When Tissaia has effectively turned the muscles and sinews of the heart into a bumpy paste, she looks up warily. Yennefer already knows she knows what comes next. She shifts the gauzelike fabric of her gown upward, exposing her hips and stomach. She motions to Tissaia.
“Inscribe the ruins,” she points.
Tissaia has seemed to have zoned out. She’s holding the pestle in her hand still but had looked away as soon as Yennefer began working at her garment. This fact makes Yennefer smile a bit.
“Come on, Tissaia. We’ve got the same parts. Let’s to it,” she encourages again.
Blue eyes fix on her. “I’m quite sure my parts don’t look exactly like yours.” She huffs during the delivery but drags her fingers across the red goop and scoots closer to begin the etchings on Yennefer’s belly.
It’s odd to be touched like this and by Tissaia on top of it. Before she had even touched Yennefer though, she had moved the woman’s hands over herself. Concerned with practicing the utmost degree of modesty.
When she’s done, Yennefer watches her wipe her fingers with a rag. “Now you get on with it. I’ve not got all day.”
So Yennefer begins.
She lights the candles, speaks the words of the chant. A breeze brushes against her neck and Tissaia jerks at its arrival. Her jaw is set, but she remains silent as she observes.

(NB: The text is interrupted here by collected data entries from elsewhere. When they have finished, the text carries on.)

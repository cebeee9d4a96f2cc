//! Wire boundary for the Cellar client.
//!
//! Cellar speaks a length-prefixed binary protocol over TCP: each frame is a
//! 4-byte big-endian length (counting the message code byte plus the body),
//! one message code byte, and the body. This crate carries the pieces the
//! client core needs while staying wire-agnostic above the frame: the framed
//! [`Message`] value, the frame codec, the [`Connection`] abstraction with its
//! close-watch machinery, the [`ResponseListener`] trait the I/O layer drives,
//! and the [`Connector`] seam for establishing transports.
//!
//! Payload serialization and opcode routing live above this crate; nothing in
//! here inspects a body except the server error reply (code 0).

pub mod codec;
pub mod connection;
pub mod connector;

use bytes::Bytes;
use std::time::Duration;
use thiserror::Error;

pub use connection::{CloseWatch, Connection, ResponseListener};
pub use connector::{Connector, TcpConnector};

/// Maximum frame size (10MB), enforced on both encode and decode.
pub const MAX_MESSAGE_SIZE: usize = 10 * 1024 * 1024;

/// Message codes the client core and its tests need by name.
///
/// Responses use the request code plus one; the server error reply is code 0
/// regardless of the request.
pub mod codes {
    /// Server error reply.
    pub const ERROR_REPLY: u8 = 0;
    pub const PING: u8 = 1;
    pub const PING_RESP: u8 = 2;
    pub const GET: u8 = 9;
    pub const GET_RESP: u8 = 10;
    pub const PUT: u8 = 11;
    pub const PUT_RESP: u8 = 12;
    pub const DELETE: u8 = 13;
    pub const DELETE_RESP: u8 = 14;
}

/// Transport and framing errors.
#[derive(Error, Debug)]
pub enum ProtocolError {
    #[error("connection failed: {0}")]
    ConnectionFailed(String),

    #[error("connect timed out after {0:?}")]
    ConnectTimeout(Duration),

    #[error("message too large: {size} bytes (max: {max})")]
    MessageTooLarge { size: usize, max: usize },

    #[error("invalid message: {0}")]
    InvalidMessage(String),

    #[error("connection closed")]
    ConnectionClosed,

    #[error("io error: {0}")]
    Io(#[from] std::io::Error),
}

/// One framed protocol message: a code byte and an opaque body.
#[derive(Debug, Clone, PartialEq, Eq)]
pub struct Message {
    pub code: u8,
    pub body: Bytes,
}

impl Message {
    pub fn new(code: u8, body: impl Into<Bytes>) -> Self {
        Self {
            code,
            body: body.into(),
        }
    }

    /// Frame length on the wire, excluding the length prefix itself.
    pub fn frame_len(&self) -> usize {
        1 + self.body.len()
    }
}

/// A decoded server error reply: a `u32` big-endian error code followed by a
/// UTF-8 message.
#[derive(Debug, Clone, PartialEq, Eq)]
pub struct ErrorReply {
    pub code: u32,
    pub message: String,
}

impl ErrorReply {
    pub fn new(code: u32, message: impl Into<String>) -> Self {
        Self {
            code,
            message: message.into(),
        }
    }

    pub fn decode(body: &Bytes) -> Result<Self, ProtocolError> {
        if body.len() < 4 {
            return Err(ProtocolError::InvalidMessage(
                "error reply shorter than its error code".to_string(),
            ));
        }
        let mut code = [0u8; 4];
        code.copy_from_slice(&body[..4]);
        let message = String::from_utf8(body[4..].to_vec()).map_err(|_| {
            ProtocolError::InvalidMessage("error reply message is not UTF-8".to_string())
        })?;
        Ok(Self {
            code: u32::from_be_bytes(code),
            message,
        })
    }

    /// Encode back into a code-0 message, for servers and tests.
    pub fn to_message(&self) -> Message {
        let mut body = Vec::with_capacity(4 + self.message.len());
        body.extend_from_slice(&self.code.to_be_bytes());
        body.extend_from_slice(self.message.as_bytes());
        Message::new(codes::ERROR_REPLY, body)
    }
}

It is the time of harvest,
My womb fills
The ears of grain are swollen
My womb fills
The ears of grain are splitting
It is time.
Bring forth
Bring forth
Bring forth
In the power and the love
Yennefer says the words, manifests a womb in her mind. Imagines it overflowing, full up. Can imagine the fluttering of life within it, like a tickling that can know no reprieve.
She’s so far inside of the idea that she fails to notice the breeze has turned into a wind. That from the smoke of the expended candles rises a dragon-like monstrosity that hovers over the two of them, maw opening and dripping with ether.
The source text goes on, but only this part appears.